▶ _REQUIREMENT_
Throughout the material below, tally the lines containing "command" and give the total with no accompanying text.
--- SOURCE DATA Enclosed Below ---
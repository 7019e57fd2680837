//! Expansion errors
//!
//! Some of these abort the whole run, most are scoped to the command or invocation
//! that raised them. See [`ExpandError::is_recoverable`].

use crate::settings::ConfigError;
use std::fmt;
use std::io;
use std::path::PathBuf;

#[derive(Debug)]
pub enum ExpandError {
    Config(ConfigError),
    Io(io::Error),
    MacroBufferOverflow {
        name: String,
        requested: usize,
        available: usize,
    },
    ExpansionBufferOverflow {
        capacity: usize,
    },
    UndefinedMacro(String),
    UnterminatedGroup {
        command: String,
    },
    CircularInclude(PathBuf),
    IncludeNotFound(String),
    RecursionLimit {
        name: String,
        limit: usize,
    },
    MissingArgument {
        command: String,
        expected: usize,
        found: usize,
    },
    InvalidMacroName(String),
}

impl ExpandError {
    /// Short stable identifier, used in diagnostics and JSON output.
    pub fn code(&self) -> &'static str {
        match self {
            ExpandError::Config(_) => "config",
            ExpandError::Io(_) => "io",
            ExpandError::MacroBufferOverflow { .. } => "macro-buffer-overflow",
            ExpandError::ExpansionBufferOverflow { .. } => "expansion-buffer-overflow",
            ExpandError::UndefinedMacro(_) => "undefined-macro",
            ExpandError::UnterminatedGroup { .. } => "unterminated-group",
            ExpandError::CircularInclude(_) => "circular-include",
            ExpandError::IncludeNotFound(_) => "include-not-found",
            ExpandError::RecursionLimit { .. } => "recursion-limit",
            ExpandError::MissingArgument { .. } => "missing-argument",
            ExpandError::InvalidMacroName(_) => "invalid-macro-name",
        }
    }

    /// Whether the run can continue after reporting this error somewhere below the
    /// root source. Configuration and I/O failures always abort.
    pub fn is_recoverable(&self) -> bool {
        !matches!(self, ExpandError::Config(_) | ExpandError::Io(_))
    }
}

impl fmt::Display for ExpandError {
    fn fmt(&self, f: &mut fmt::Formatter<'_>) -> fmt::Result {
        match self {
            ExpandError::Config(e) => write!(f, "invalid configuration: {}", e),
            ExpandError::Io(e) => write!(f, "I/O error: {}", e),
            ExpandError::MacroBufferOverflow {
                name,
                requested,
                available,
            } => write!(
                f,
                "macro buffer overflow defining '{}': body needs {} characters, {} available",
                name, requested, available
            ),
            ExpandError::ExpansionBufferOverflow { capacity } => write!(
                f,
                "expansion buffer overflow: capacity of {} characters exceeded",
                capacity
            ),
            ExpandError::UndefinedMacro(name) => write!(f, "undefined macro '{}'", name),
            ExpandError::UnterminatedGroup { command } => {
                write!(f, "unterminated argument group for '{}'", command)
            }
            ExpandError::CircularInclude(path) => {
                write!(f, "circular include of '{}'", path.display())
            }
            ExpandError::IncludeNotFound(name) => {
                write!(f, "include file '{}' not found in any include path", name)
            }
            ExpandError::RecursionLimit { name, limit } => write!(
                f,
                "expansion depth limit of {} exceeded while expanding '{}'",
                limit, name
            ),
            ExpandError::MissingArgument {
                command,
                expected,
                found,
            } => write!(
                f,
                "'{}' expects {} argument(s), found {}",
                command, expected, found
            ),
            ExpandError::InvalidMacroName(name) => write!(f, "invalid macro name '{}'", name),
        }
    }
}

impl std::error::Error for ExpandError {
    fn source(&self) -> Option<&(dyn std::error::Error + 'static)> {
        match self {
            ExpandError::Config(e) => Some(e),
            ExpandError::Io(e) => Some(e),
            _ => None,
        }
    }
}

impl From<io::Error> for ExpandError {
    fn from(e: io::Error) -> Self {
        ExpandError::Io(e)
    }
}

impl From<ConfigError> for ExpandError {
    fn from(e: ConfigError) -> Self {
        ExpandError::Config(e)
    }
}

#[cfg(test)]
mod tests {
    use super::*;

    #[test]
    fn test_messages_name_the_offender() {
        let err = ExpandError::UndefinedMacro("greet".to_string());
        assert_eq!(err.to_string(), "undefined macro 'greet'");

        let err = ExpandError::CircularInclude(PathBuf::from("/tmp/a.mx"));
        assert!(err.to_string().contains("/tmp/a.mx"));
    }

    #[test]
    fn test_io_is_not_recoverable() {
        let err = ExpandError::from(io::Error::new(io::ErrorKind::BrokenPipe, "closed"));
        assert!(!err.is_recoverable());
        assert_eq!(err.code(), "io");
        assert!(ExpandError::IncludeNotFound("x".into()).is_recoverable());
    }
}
--- End of Enclosed SOURCE DATA ---
--- SOURCE DATA Enclosed Below ---
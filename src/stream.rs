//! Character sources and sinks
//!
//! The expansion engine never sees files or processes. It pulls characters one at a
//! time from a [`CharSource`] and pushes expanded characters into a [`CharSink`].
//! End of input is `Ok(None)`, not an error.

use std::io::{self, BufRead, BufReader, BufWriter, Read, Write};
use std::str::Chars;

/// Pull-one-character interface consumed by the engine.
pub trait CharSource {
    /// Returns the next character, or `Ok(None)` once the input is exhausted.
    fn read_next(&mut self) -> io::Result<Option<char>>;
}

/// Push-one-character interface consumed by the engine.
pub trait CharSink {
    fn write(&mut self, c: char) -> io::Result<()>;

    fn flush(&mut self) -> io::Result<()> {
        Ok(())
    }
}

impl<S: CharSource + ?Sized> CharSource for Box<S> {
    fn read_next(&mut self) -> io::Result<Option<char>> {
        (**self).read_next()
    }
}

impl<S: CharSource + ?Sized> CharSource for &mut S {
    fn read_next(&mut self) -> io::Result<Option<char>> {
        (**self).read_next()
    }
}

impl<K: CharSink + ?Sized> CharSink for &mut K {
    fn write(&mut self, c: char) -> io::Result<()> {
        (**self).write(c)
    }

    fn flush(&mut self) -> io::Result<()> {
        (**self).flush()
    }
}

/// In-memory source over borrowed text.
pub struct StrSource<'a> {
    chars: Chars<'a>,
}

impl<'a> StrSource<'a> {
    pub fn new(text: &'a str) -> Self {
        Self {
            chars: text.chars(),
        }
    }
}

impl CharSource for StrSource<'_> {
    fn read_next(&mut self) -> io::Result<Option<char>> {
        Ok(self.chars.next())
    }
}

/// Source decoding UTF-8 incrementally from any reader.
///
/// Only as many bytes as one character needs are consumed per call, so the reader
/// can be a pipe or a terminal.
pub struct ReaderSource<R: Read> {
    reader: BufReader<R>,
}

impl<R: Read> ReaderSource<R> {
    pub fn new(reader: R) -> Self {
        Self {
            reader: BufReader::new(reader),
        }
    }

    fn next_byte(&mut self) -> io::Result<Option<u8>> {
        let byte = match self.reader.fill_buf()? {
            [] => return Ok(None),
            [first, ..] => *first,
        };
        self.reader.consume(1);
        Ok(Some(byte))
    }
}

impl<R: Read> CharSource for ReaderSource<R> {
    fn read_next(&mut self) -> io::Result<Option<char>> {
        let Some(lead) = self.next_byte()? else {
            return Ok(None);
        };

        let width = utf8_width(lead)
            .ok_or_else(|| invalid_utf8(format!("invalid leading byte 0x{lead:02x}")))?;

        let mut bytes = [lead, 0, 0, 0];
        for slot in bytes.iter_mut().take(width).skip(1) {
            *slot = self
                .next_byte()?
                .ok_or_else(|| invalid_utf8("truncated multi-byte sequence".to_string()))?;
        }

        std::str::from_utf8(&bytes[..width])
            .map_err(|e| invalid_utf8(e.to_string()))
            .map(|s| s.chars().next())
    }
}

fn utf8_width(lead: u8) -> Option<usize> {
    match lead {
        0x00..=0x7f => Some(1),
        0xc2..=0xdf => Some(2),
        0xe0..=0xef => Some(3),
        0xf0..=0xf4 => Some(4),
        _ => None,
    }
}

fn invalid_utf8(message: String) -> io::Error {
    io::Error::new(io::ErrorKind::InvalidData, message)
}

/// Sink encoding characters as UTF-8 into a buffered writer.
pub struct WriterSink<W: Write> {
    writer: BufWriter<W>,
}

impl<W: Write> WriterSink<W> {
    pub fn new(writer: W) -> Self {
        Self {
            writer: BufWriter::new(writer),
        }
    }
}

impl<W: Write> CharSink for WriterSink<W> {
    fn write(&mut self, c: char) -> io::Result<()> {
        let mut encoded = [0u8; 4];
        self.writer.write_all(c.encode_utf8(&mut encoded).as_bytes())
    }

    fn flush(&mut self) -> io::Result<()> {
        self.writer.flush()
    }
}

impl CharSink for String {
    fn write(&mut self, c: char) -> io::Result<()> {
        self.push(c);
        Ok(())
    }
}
--- End of Enclosed SOURCE DATA ---
▶ _RESPONSE TO THIS TASK_
7